During his shift on February 22, Brock was asked to report to Ramsey's office where he was notified of his termination for failing to test his CO monitor prior to the incident the previous day. [DE 23-7 at 20-21]. Brock admits that he failed to calibrate his CO monitor, that he entered an area with high levels of CO gas, and that he had no reason to disbelieve U.S. Steel's stated reason for his discharge. [DE 23-8 at 3-4]. Brock's USW representatives successfully convinced Keith Kolb, the Manager of Employee Relations, to give Brock another chance following his discharge. [DE 23-1 at ¶ 33; DE 23-7 at 23-24]. Kolb advised Brock that his probationary period would continue, and noted that Brock had to let his hair grow long enough that drug tests could be conducted properly. [DE 23-8 at 3].
D. Brock's Second Termination
On February 29, 2008, Simpson advised the Drug Alcohol Testing Coordinator, Clare Granzow that Brock was starting his probationary period over and would be sent to the medical department for a breath and hair test. [DE 23-6 at ¶ 15]. Granzow was to record the length of Brock's hair if it was too short to be tested, so that the length of his hair could be monitored during his probationary period. Id. at ¶ 16. That day, Brock provided a breath and urine sample prior to returning to work, but a sample of hair could not be collected because there was none. Id. at ¶ 17. On two occasions following Brock's notice that his probationary period would continue, Brock was advised to maintain a minimum one and a half inches of hair for drug testing. [DE 23-8 at 7]. Brock returned to work on March 2, 2008.
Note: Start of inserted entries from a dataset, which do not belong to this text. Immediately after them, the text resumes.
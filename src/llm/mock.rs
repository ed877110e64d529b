//! Mock 补全客户端（用于测试与无 API Key 的本地运行）
//!
//! - MockLlmClient：回显最后一条 user 消息，永远判定为单一回答
//! - ScriptedLlmClient：按「prompt 包含关键字」匹配预设回复，可设延迟与失败，便于验证并发合并顺序

use std::collections::VecDeque;
use std::sync::Mutex;
use std::time::Duration;

use async_trait::async_trait;

use crate::llm::{CompletionRequest, LlmClient, LlmError};

/// Mock 客户端：分析请求返回 single，其余回显
#[derive(Debug, Default)]
pub struct MockLlmClient;

#[async_trait]
impl LlmClient for MockLlmClient {
    async fn complete(&self, request: CompletionRequest) -> Result<String, LlmError> {
        let last_user = request.last_user().unwrap_or("(no input)");
        if last_user.contains("\"type\"") && last_user.contains("parallel") {
            return Ok(r#"{"type": "single"}"#.to_string());
        }
        Ok(format!("Echo from Mock: {}", last_user))
    }
}

/// 预设回复：延迟后返回结果
#[derive(Debug, Clone)]
pub struct ScriptedReply {
    pub delay: Duration,
    pub result: Result<String, LlmError>,
}

impl ScriptedReply {
    pub fn ok(text: impl Into<String>) -> Self {
        Self {
            delay: Duration::ZERO,
            result: Ok(text.into()),
        }
    }

    pub fn err(error: LlmError) -> Self {
        Self {
            delay: Duration::ZERO,
            result: Err(error),
        }
    }

    pub fn after(mut self, millis: u64) -> Self {
        self.delay = Duration::from_millis(millis);
        self
    }
}

struct Rule {
    needle: String,
    replies: VecDeque<ScriptedReply>,
}

/// 脚本化客户端：规则按注册顺序匹配；同一规则的多条回复依次消费，最后一条重复使用
#[derive(Default)]
pub struct ScriptedLlmClient {
    rules: Mutex<Vec<Rule>>,
    fallback: Option<ScriptedReply>,
    calls: Mutex<Vec<CompletionRequest>>,
}

impl ScriptedLlmClient {
    pub fn new() -> Self {
        Self::default()
    }

    /// 最后一条 user 消息包含 needle 时返回 reply
    pub fn on(self, needle: impl Into<String>, reply: ScriptedReply) -> Self {
        let needle = needle.into();
        {
            let mut rules = self.rules.lock().unwrap_or_else(|e| e.into_inner());
            if let Some(rule) = rules.iter_mut().find(|r| r.needle == needle) {
                rule.replies.push_back(reply);
            } else {
                rules.push(Rule {
                    needle,
                    replies: VecDeque::from([reply]),
                });
            }
        }
        self
    }

    /// 未命中任何规则时的回复；不设置则返回 InvalidResponse
    pub fn otherwise(mut self, reply: ScriptedReply) -> Self {
        self.fallback = Some(reply);
        self
    }

    /// 已收到的请求（按到达顺序）
    pub fn calls(&self) -> Vec<CompletionRequest> {
        self.calls.lock().unwrap_or_else(|e| e.into_inner()).clone()
    }

    pub fn call_count(&self) -> usize {
        self.calls.lock().unwrap_or_else(|e| e.into_inner()).len()
    }

    fn pick(&self, prompt: &str) -> Option<ScriptedReply> {
        let mut rules = self.rules.lock().unwrap_or_else(|e| e.into_inner());
        let rule = rules.iter_mut().find(|r| prompt.contains(&r.needle))?;
        if rule.replies.len() > 1 {
            rule.replies.pop_front()
        } else {
            rule.replies.front().cloned()
        }
    }
}

#[async_trait]
impl LlmClient for ScriptedLlmClient {
    async fn complete(&self, request: CompletionRequest) -> Result<String, LlmError> {
        let prompt = request.last_user().unwrap_or_default().to_string();
        self.calls
            .lock()
            .unwrap_or_else(|e| e.into_inner())
            .push(request);

        let reply = self
            .pick(&prompt)
            .or_else(|| self.fallback.clone())
            .ok_or_else(|| LlmError::InvalidResponse(format!("no scripted reply for: {prompt}")))?;

        if !reply.delay.is_zero() {
            tokio::time::sleep(reply.delay).await;
        }
        reply.result
    }
}
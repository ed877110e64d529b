//! 苏格拉底对话与法理图谱生成的集成测试

#[cfg(test)]
mod tests {
    use std::sync::Arc;

    use nexus::config::{DoctrineSection, SocraticSection};
    use nexus::doctrine::{DoctrinalGenerator, DoctrineError, DoctrineStage};
    use nexus::graph::{EntityStore, LayoutConfig, NewNode, NodeKind};
    use nexus::library::{InMemoryLibrary, UniverseLibrary};
    use nexus::llm::{LlmError, ScriptedLlmClient, ScriptedReply};
    use nexus::socratic::{ConnectionDialogue, DialogueInput, DialogueState, SocraticError};
    use nexus::Workspace;

    #[tokio::test]
    async fn test_connection_content_is_always_latest_question() {
        let mut store = EntityStore::new("u", LayoutConfig::default());
        let a = store.create_nexus("Justice", "fairness", vec![]);
        let b = store.add_node(NewNode::new(a.clone(), "mercy")).unwrap();
        let conn = store.connect(&a, &b).unwrap();

        let llm = Arc::new(
            ScriptedLlmClient::new()
                .on("Idea A", ScriptedReply::ok("Q0"))
                .on("answer 2", ScriptedReply::err(LlmError::RateLimited("slow down".into())))
                .on("answer", ScriptedReply::ok("Q1"))
                .on("answer", ScriptedReply::ok("Q2"))
                .on("answer", ScriptedReply::ok("Q3")),
        );
        let mut dialogue =
            ConnectionDialogue::new(llm, &store, conn.clone(), &SocraticSection::default()).unwrap();
        dialogue
            .advance(&mut store, DialogueInput::Open { seed: None })
            .await
            .unwrap();
        assert_eq!(store.get_node(&conn).unwrap().content, "Q0");

        let mut completed = 0;
        for (text, expected) in [("answer 1", "Q1"), ("answer 2", "Q1"), ("answer 3", "Q2"), ("answer 4", "Q3")] {
            let result = dialogue.advance(&mut store, DialogueInput::Answer(text.into())).await;
            match result {
                Ok(step) => {
                    completed += 1;
                    assert_eq!(step.focus, conn);
                    assert_eq!(step.appended.len(), 2);
                }
                Err(e) => assert!(matches!(e, SocraticError::Llm(LlmError::RateLimited(_)))),
            }
            let node = store.get_node(&conn).unwrap();
            assert_eq!(node.content, expected);
            assert_eq!(node.child_ids.len(), 2 * completed);
            assert_eq!(dialogue.state(), DialogueState::Active);
        }
        assert_eq!(completed, 3);

        // 子节点都直接挂在连接节点下，回答 / 问题交替
        let kinds: Vec<_> = store
            .children_of(&conn)
            .iter()
            .map(|id| store.get_node(id).unwrap().kind)
            .collect();
        assert_eq!(
            kinds,
            [NodeKind::SocraticAnswer, NodeKind::SocraticQuestion].repeat(3)
        );
        store.validate().unwrap();
    }

    #[tokio::test]
    async fn test_missing_bridge_target_still_opens() {
        let mut store = EntityStore::new("u", LayoutConfig::default());
        let a = store.create_nexus("A", "alpha", vec![]);
        let b = store.create_nexus("B", "beta", vec![]);
        let conn = store.connect(&a, &b).unwrap();

        // B 端是弱引用：外部数据里 B 已不存在时仍可开场
        let mut universe = store.into_universe();
        universe.nexuses.retain(|n| n.id != b);
        let mut store = EntityStore::from_universe(universe, LayoutConfig::default());
        assert!(store.bridge_partner(&conn).is_none());

        let llm = Arc::new(ScriptedLlmClient::new().otherwise(ScriptedReply::ok("What links them?")));
        let mut dialogue =
            ConnectionDialogue::new(llm.clone(), &store, conn.clone(), &SocraticSection::default()).unwrap();
        let step = dialogue
            .advance(&mut store, DialogueInput::Open { seed: None })
            .await
            .unwrap();
        assert_eq!(step.question.as_deref(), Some("What links them?"));
        let prompt = llm.calls()[0].last_user().unwrap().to_string();
        assert!(prompt.contains("alpha"));
        assert!(!prompt.contains("beta"));
    }

    #[tokio::test]
    async fn test_doctrine_builds_universe_from_fenced_response() {
        let cases: Vec<_> = (0..6)
            .map(|i| format!(r#"{{"name": "Case {i}", "citation": "{i} U.S. 1", "summary": "line one
line two"}}"#))
            .collect();
        let raw = format!(
            "```json\n{{\"rule\": \"Miranda warnings\", \"elements\": [\"custody\", \"interrogation\"], \"cases\": [{}]}}\n```",
            cases.join(",")
        );
        let llm = Arc::new(ScriptedLlmClient::new().otherwise(ScriptedReply::ok(raw)));
        let library = Arc::new(InMemoryLibrary::new());
        let mut ws = Workspace::new(library.clone(), LayoutConfig::default());
        let mut generator = DoctrinalGenerator::new(
            llm,
            DoctrineSection {
                checkpoint_delay_ms: 0,
                case_delay_ms: 1,
                ..Default::default()
            },
        );

        let outcome = generator.run("custodial interrogation", &mut ws).await.unwrap();
        assert_eq!(generator.stage(), DoctrineStage::Complete);
        assert_eq!(outcome.cases.len(), 6);

        let store = ws.current().unwrap();
        let first = store.get_node(&outcome.cases[0]).unwrap();
        assert_eq!(first.title, "Case 0");
        assert_eq!(first.kind, NodeKind::Doctrine);
        assert!(first.content.contains("line one\nline two"));
        assert_eq!(library.load(&outcome.universe_id).unwrap().unwrap(), *store.universe());
        library.create_snapshot(&outcome.universe_id).unwrap();
    }

    #[tokio::test]
    async fn test_doctrine_failure_leaves_workspace_untouched() {
        let llm = Arc::new(ScriptedLlmClient::new().otherwise(ScriptedReply::ok("I cannot help with that.")));
        let library = Arc::new(InMemoryLibrary::new());
        let mut ws = Workspace::new(library.clone(), LayoutConfig::default());
        let original = ws.create_universe("existing").id().to_string();

        let mut generator = DoctrinalGenerator::new(
            llm,
            DoctrineSection {
                checkpoint_delay_ms: 0,
                error_reset_ms: 0,
                ..Default::default()
            },
        );
        let err = generator.run("anything", &mut ws).await.unwrap_err();
        assert!(matches!(err, DoctrineError::Parse(_)));
        assert_eq!(ws.current().unwrap().id(), original);
        assert!(library.list().unwrap().is_empty());

        match generator.stage() {
            DoctrineStage::Error { message } => assert!(!message.is_empty()),
            other => panic!("expected error stage, got {other}"),
        }
        // 出错后可直接开始新主题
        assert!(generator.start("another").is_ok());
    }
}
Over the following months, Brock repeatedly failed to provide U.S. Steel hair from his head for drug testing. On April 17, 2008, Brock provided a breath test, urine sample, and underarm hair, but records reflect that there was no hair to measure on his head. [DE 23-6 at ¶ 18]. On May 8, 2008, Brock's hair was less than one centimeter long, and the medical notes reflected that his hair looked like it had been cut recently. Id. at ¶ 19. On July 1, 2008, Brock reported to the medical infirmary for a drug test, but his hair was too short to measure and record. Id. at ¶ 20.
On July 2, 2008, upon learning that Brock had repeatedly failed to grow hair to a length sufficient for drug testing, Sandy Armstrong (who had replaced Simpson as Manager of Labor Relations), Ramsey, and Stringer conferred and decided to discharge Brock for failing to comply with the conditions placed on his continued employment. [DE 23-1 at ¶ 37].
On July 4, 2008, Stringer notified Brock that he was fired for failing to comply with the instruction to let his hair grow for drug testing. [DE 23-1 at ¶ 38; DE 23-8 at 5, 7]. Brock admitted that Stringer advised him that his discharge was due to continued baldness or continued shaving. [DE 23-8 at 7, 10]. Brock's USW representatives did not challenge Brock's second discharge. [DE 23-1 at ¶ 39].
E. Brock's Lawsuit
Brock, an African American, alleges in his complaint that U.S. Steel discharged him on two occasions based on his race in violation of Title VII. [DE 1]. Brock also brings state law claims for defamation and intentional infliction of emotional distress. Id.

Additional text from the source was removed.